═════ EXERCISE INPUTS

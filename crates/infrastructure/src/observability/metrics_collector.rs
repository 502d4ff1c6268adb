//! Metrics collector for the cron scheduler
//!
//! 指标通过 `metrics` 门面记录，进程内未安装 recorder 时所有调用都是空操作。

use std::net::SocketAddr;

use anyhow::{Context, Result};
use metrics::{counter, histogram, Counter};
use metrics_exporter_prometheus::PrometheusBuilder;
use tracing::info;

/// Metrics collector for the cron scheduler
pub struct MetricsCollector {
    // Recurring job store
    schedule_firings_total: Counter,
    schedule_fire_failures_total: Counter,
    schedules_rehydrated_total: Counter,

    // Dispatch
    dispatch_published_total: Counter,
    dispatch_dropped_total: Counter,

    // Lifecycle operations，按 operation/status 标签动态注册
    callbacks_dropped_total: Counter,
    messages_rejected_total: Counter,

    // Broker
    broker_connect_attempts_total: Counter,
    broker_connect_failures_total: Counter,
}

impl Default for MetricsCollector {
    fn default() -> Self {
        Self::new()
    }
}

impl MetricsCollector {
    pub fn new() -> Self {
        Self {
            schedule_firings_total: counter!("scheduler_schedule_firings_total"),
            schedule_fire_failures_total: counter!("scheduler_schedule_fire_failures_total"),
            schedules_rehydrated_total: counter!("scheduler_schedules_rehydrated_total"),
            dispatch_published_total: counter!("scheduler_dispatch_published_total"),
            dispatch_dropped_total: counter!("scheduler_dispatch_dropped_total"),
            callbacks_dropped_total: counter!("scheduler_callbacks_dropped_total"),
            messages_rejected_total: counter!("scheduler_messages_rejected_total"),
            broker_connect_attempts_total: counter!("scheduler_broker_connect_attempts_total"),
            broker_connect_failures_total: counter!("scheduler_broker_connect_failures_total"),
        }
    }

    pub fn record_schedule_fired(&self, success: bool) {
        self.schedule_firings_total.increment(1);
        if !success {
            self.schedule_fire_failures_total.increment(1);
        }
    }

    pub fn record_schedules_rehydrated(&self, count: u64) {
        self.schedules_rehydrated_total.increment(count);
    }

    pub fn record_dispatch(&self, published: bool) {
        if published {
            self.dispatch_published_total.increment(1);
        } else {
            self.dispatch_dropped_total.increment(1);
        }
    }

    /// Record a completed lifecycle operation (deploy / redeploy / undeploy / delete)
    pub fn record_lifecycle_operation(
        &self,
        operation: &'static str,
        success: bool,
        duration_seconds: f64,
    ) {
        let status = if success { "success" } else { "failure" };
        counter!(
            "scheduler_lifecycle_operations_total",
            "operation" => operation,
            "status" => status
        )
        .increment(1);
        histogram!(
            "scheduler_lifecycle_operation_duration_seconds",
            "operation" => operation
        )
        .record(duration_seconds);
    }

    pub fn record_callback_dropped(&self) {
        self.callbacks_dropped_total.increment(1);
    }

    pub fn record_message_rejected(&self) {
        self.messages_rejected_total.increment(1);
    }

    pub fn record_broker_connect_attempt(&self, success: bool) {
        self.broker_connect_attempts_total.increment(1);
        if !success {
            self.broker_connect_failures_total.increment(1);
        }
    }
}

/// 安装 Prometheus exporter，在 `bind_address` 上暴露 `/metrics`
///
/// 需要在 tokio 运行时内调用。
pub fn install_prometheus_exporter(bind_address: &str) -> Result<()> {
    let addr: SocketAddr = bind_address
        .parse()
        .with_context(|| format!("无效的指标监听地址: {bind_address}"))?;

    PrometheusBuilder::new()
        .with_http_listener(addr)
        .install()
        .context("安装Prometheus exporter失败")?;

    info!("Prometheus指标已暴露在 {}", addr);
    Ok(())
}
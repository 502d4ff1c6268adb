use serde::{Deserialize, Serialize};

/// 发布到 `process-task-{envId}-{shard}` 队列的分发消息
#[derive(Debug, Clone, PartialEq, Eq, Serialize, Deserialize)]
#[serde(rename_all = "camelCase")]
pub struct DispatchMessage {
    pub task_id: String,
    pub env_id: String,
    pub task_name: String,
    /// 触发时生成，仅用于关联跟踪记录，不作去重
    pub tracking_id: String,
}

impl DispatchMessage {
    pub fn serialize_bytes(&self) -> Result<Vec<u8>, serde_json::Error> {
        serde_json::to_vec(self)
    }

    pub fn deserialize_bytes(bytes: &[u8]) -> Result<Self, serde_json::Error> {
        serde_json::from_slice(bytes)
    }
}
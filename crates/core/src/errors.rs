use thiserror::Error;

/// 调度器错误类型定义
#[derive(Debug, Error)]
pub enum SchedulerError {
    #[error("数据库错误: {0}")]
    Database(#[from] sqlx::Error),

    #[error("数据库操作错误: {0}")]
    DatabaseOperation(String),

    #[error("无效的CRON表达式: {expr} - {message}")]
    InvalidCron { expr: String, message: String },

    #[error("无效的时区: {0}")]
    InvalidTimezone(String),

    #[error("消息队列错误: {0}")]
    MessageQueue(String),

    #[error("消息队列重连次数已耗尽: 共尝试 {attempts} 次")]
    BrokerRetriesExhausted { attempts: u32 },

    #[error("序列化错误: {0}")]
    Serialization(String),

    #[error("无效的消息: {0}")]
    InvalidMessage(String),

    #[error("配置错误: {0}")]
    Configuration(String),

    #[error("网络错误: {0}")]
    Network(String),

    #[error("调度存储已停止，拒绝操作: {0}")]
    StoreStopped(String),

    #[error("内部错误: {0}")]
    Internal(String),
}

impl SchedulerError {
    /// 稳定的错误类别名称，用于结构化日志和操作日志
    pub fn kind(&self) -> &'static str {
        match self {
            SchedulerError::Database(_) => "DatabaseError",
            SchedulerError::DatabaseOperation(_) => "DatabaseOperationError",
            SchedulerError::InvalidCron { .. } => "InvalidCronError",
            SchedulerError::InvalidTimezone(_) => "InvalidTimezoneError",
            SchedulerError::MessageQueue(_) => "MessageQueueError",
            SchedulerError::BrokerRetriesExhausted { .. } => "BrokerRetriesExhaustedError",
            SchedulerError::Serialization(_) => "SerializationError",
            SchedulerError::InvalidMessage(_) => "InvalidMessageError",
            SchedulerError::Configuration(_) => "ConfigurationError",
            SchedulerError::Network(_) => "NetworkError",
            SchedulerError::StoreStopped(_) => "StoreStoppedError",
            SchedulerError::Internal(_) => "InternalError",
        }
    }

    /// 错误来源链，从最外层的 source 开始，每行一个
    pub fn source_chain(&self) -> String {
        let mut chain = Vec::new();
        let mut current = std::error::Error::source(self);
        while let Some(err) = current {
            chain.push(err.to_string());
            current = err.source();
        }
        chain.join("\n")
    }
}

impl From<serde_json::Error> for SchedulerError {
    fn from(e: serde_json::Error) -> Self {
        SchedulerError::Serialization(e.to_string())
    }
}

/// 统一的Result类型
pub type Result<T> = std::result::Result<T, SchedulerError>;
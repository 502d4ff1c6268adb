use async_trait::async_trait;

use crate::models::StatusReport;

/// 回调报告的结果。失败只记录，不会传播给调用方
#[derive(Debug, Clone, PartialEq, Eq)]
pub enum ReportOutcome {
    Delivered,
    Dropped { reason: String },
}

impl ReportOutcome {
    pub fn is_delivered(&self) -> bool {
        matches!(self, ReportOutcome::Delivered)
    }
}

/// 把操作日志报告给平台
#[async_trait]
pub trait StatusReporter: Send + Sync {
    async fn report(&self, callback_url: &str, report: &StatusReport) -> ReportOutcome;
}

══════════

WORK INSTRUCTION: Every record is to be repeated exactly as it stands above.

ANSWER SECTION:
filename crates/infrastructure/src/observability/metrics_collector.rs
repository 502d4ff1c6268adb
//! Metrics collector for the cron scheduler
//!
//! 指标通过 `metrics` 门面记录，进程内未安装 recorder 时所有调用都是空操作。

use std::net::SocketAddr;

use anyhow::{Context, Result};
use metrics::{counter, histogram, Counter};
use metrics_exporter_prometheus::PrometheusBuilder;
use tracing::info;

/// Metrics collector for the cron scheduler
pub struct MetricsCollector {
    // Recurring job store
    schedule_firings_total: Counter,
    schedule_fire_failures_total: Counter,
    schedules_rehydrated_total: Counter,

    // Dispatch
    dispatch_published_total: Counter,
    dispatch_dropped_total: Counter,

    // Lifecycle operations，按 operation/status 标签动态注册
    callbacks_dropped_total: Counter,
    messages_rejected_total: Counter,

    // Broker
    broker_connect_attempts_total: Counter,
    broker_connect_failures_total: Counter,
}

impl Default for MetricsCollector {
    fn default() -> Self {
        Self::new()
    }
}

impl MetricsCollector {
    pub fn new() -> Self {
        Self {
            schedule_firings_total: counter!("scheduler_schedule_firings_total"),
            schedule_fire_failures_total: counter!("scheduler_schedule_fire_failures_total"),
            schedules_rehydrated_total: counter!("scheduler_schedules_rehydrated_total"),
            dispatch_published_total: counter!("scheduler_dispatch_published_total"),
            dispatch_dropped_total: counter!("scheduler_dispatch_dropped_total"),
            callbacks_dropped_total: counter!("scheduler_callbacks_dropped_total"),
            messages_rejected_total: counter!("scheduler_messages_rejected_total"),
            broker_connect_attempts_total: counter!("scheduler_broker_connect_attempts_total"),
            broker_connect_failures_total: counter!("scheduler_broker_connect_failures_total"),
        }
    }

    pub fn record_schedule_fired(&self, success: bool) {
        self.schedule_firings_total.increment(1);
        if !success {
            self.schedule_fire_failures_total.increment(1);
        }
    }

    pub fn record_schedules_rehydrated(&self, count: u64) {
        self.schedules_rehydrated_total.increment(count);
    }

    pub fn record_dispatch(&self, published: bool) {
        if published {
            self.dispatch_published_total.increment(1);
        } else {
            self.dispatch_dropped_total.increment(1);
        }
    }

    /// Record a completed lifecycle operation (deploy / redeploy / undeploy / delete)
    pub fn record_lifecycle_operation(
        &self,
        operation: &'static str,
        success: bool,
        duration_seconds: f64,
    ) {
        let status = if success { "success" } else { "failure" };
        counter!(
            "scheduler_lifecycle_operations_total",
            "operation" => operation,
            "status" => status
        )
        .increment(1);
        histogram!(
            "scheduler_lifecycle_operation_duration_seconds",
            "operation" => operation
        )
        .record(duration_seconds);
    }

    pub fn record_callback_dropped(&self) {
        self.callbacks_dropped_total.increment(1);
    }

    pub fn record_message_rejected(&self) {
        self.messages_rejected_total.increment(1);
    }

    pub fn record_broker_connect_attempt(&self, success: bool) {
        self.broker_connect_attempts_total.increment(1);
        if !success {
            self.broker_connect_failures_total.increment(1);
        }
    }
}

/// 安装 Prometheus exporter，在 `bind_address` 上暴露 `/metrics`
///
/// 需要在 tokio 运行时内调用。
pub fn install_prometheus_exporter(bind_address: &str) -> Result<()> {
    let addr: SocketAddr = bind_address
        .parse()
        .with_context(|| format!("无效的指标监听地址: {bind_address}"))?;

    PrometheusBuilder::new()
        .with_http_listener(addr)
        .install()
        .context("安装Prometheus exporter失败")?;

    info!("Prometheus指标已暴露在 {}", addr);
    Ok(())
}
repository 502d4ff1c6268adb
use serde::{Deserialize, Serialize};

/// 发布到 `process-task-{envId}-{shard}` 队列的分发消息
#[derive(Debug, Clone, PartialEq, Eq, Serialize, Deserialize)]
#[serde(rename_all = "camelCase")]
pub struct DispatchMessage {
    pub task_id: String,
    pub env_id: String,
    pub task_name: String,
    /// 触发时生成，仅用于关联跟踪记录，不作去重
    pub tracking_id: String,
}

impl DispatchMessage {
    pub fn serialize_bytes(&self) -> Result<Vec<u8>, serde_json::Error> {
        serde_json::to_vec(self)
    }

    pub fn deserialize_bytes(bytes: &[u8]) -> Result<Self, serde_json::Error> {
        serde_json::from_slice(bytes)
    }
}
filename crates/core/src/errors.rs
use thiserror::Error;

/// 调度器错误类型定义
#[derive(Debug, Error)]
pub enum SchedulerError {
    #[error("数据库错误: {0}")]
    Database(#[from] sqlx::Error),

    #[error("数据库操作错误: {0}")]
    DatabaseOperation(String),

    #[error("无效的CRON表达式: {expr} - {message}")]
    InvalidCron { expr: String, message: String },

    #[error("无效的时区: {0}")]
    InvalidTimezone(String),

    #[error("消息队列错误: {0}")]
    MessageQueue(String),

    #[error("消息队列重连次数已耗尽: 共尝试 {attempts} 次")]
    BrokerRetriesExhausted { attempts: u32 },

    #[error("序列化错误: {0}")]
    Serialization(String),

    #[error("无效的消息: {0}")]
    InvalidMessage(String),

    #[error("配置错误: {0}")]
    Configuration(String),

    #[error("网络错误: {0}")]
    Network(String),

    #[error("调度存储已停止，拒绝操作: {0}")]
    StoreStopped(String),

    #[error("内部错误: {0}")]
    Internal(String),
}

impl SchedulerError {
    /// 稳定的错误类别名称，用于结构化日志和操作日志
    pub fn kind(&self) -> &'static str {
        match self {
            SchedulerError::Database(_) => "DatabaseError",
            SchedulerError::DatabaseOperation(_) => "DatabaseOperationError",
            SchedulerError::InvalidCron { .. } => "InvalidCronError",
            SchedulerError::InvalidTimezone(_) => "InvalidTimezoneError",
            SchedulerError::MessageQueue(_) => "MessageQueueError",
            SchedulerError::BrokerRetriesExhausted { .. } => "BrokerRetriesExhaustedError",
            SchedulerError::Serialization(_) => "SerializationError",
            SchedulerError::InvalidMessage(_) => "InvalidMessageError",
            SchedulerError::Configuration(_) => "ConfigurationError",
            SchedulerError::Network(_) => "NetworkError",
            SchedulerError::StoreStopped(_) => "StoreStoppedError",
            SchedulerError::Internal(_) => "InternalError",
        }
    }

    /// 错误来源链，从最外层的 source 开始，每行一个
    pub fn source_chain(&self) -> String {
        let mut chain = Vec::new();
        let mut current = std::error::Error::source(self);
        while let Some(err) = current {
            chain.push(err.to_string());
            current = err.source();
        }
        chain.join("\n")
    }
}

impl From<serde_json::Error> for SchedulerError {
    fn from(e: serde_json::Error) -> Self {
        SchedulerError::Serialization(e.to_string())
    }
}

/// 统一的Result类型
pub type Result<T> = std::result::Result<T, SchedulerError>;
repository 502d4ff1c6268adb
use async_trait::async_trait;

use crate::models::StatusReport;

/// 回调报告的结果。失败只记录，不会传播给调用方
#[derive(Debug, Clone, PartialEq, Eq)]
pub enum ReportOutcome {
    Delivered,
    Dropped { reason: String },
}

impl ReportOutcome {
    pub fn is_delivered(&self) -> bool {
        matches!(self, ReportOutcome::Delivered)
    }
}

/// 把操作日志报告给平台
#[async_trait]
pub trait StatusReporter: Send + Sync {
    async fn report(&self, callback_url: &str, report: &StatusReport) -> ReportOutcome;
}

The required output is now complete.